- [YOUR INSTRUCTIONS] From the data, return each line holding the word "iter".
.....
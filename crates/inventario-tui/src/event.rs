//! Event system: crossterm event reader running in a background tokio task.
//!
//! Produces terminal events (key, mouse, resize) plus a render tick via
//! `tokio::sync::mpsc`.

use std::time::Duration;

use crossterm::event::{
    Event as CrosstermEvent, EventStream, KeyEvent, KeyEventKind, MouseEvent, MouseEventKind,
};
use futures::StreamExt;
use tokio::sync::mpsc;
use tokio_util::sync::CancellationToken;

#[derive(Debug)]
pub enum Event {
    Key(KeyEvent),
    /// Mouse button presses only; motion and scroll are dropped.
    Mouse(MouseEvent),
    Resize(u16, u16),
    Render,
}

/// Reads terminal events in a background task and sends them over a channel.
pub struct EventReader {
    rx: mpsc::UnboundedReceiver<Event>,
    cancel: CancellationToken,
}

impl EventReader {
    pub fn new(render_rate: Duration) -> Self {
        let (tx, rx) = mpsc::unbounded_channel();
        let cancel = CancellationToken::new();

        let task_cancel = cancel.clone();
        tokio::spawn(async move {
            let mut event_stream = EventStream::new();
            let mut render_interval = tokio::time::interval(render_rate);
            render_interval.set_missed_tick_behavior(tokio::time::MissedTickBehavior::Skip);

            loop {
                let event = tokio::select! {
                    () = task_cancel.cancelled() => break,

                    _ = render_interval.tick() => Event::Render,

                    Some(Ok(crossterm_event)) = event_stream.next() => {
                        match crossterm_event {
                            CrosstermEvent::Key(key) if key.kind == KeyEventKind::Press => {
                                Event::Key(key)
                            }
                            CrosstermEvent::Mouse(mouse)
                                if matches!(mouse.kind, MouseEventKind::Down(_)) =>
                            {
                                Event::Mouse(mouse)
                            }
                            CrosstermEvent::Resize(w, h) => Event::Resize(w, h),
                            _ => continue,
                        }
                    }
                };

                if tx.send(event).is_err() {
                    break;
                }
            }
        });

        Self { rx, cancel }
    }

    /// Receive the next event. Returns `None` if the reader has stopped.
    pub async fn next(&mut self) -> Option<Event> {
        self.rx.recv().await
    }

    pub fn stop(&self) {
        self.cancel.cancel();
    }
}

impl Drop for EventReader {
    fn drop(&mut self) {
        self.cancel.cancel();
    }
}
// ── Transient banners ──
//
// Error and success notices shown above the content. The newest banner
// sits on top; each expires on its own after a fixed lifetime.

use std::time::Duration;

use tokio::time::Instant;

const ERROR_TTL: Duration = Duration::from_secs(5);
const SUCCESS_TTL: Duration = Duration::from_secs(3);

#[derive(Debug, Clone, Copy, PartialEq, Eq)]
pub enum BannerLevel {
    Error,
    Success,
}

impl BannerLevel {
    /// Bold prefix shown before the message.
    pub fn prefix(self) -> &'static str {
        match self {
            Self::Error => "Error:",
            Self::Success => "Éxito:",
        }
    }

    pub fn ttl(self) -> Duration {
        match self {
            Self::Error => ERROR_TTL,
            Self::Success => SUCCESS_TTL,
        }
    }
}

#[derive(Debug, Clone, PartialEq, Eq)]
pub struct Banner {
    pub id: u64,
    pub level: BannerLevel,
    pub message: String,
    pub created: Instant,
}

impl Banner {
    pub fn expires_at(&self) -> Instant {
        self.created + self.level.ttl()
    }

    pub fn is_expired(&self, now: Instant) -> bool {
        now >= self.expires_at()
    }
}

/// Banner stack, newest first. No deduplication.
#[derive(Debug, Clone, Default)]
pub struct Banners {
    next_id: u64,
    items: Vec<Banner>,
}

impl Banners {
    /// Push a banner on top and return its id.
    pub fn push(&mut self, level: BannerLevel, message: impl Into<String>) -> u64 {
        self.next_id += 1;
        let id = self.next_id;
        self.items.insert(
            0,
            Banner {
                id,
                level,
                message: message.into(),
                created: Instant::now(),
            },
        );
        id
    }

    /// Remove one banner. Returns `true` if it was still showing.
    pub fn dismiss(&mut self, id: u64) -> bool {
        let before = self.items.len();
        self.items.retain(|b| b.id != id);
        before != self.items.len()
    }

    /// Drop every banner past its lifetime. Returns `true` if any went.
    pub fn prune(&mut self, now: Instant) -> bool {
        let before = self.items.len();
        self.items.retain(|b| !b.is_expired(now));
        before != self.items.len()
    }

    pub fn iter(&self) -> impl Iterator<Item = &Banner> {
        self.items.iter()
    }

    pub fn len(&self) -> usize {
        self.items.len()
    }

    pub fn is_empty(&self) -> bool {
        self.items.is_empty()
    }
}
.....
- [EXERCISE SOLUTION]
    pub fn iter(&self) -> impl Iterator<Item = &Banner> {
        self.items.iter()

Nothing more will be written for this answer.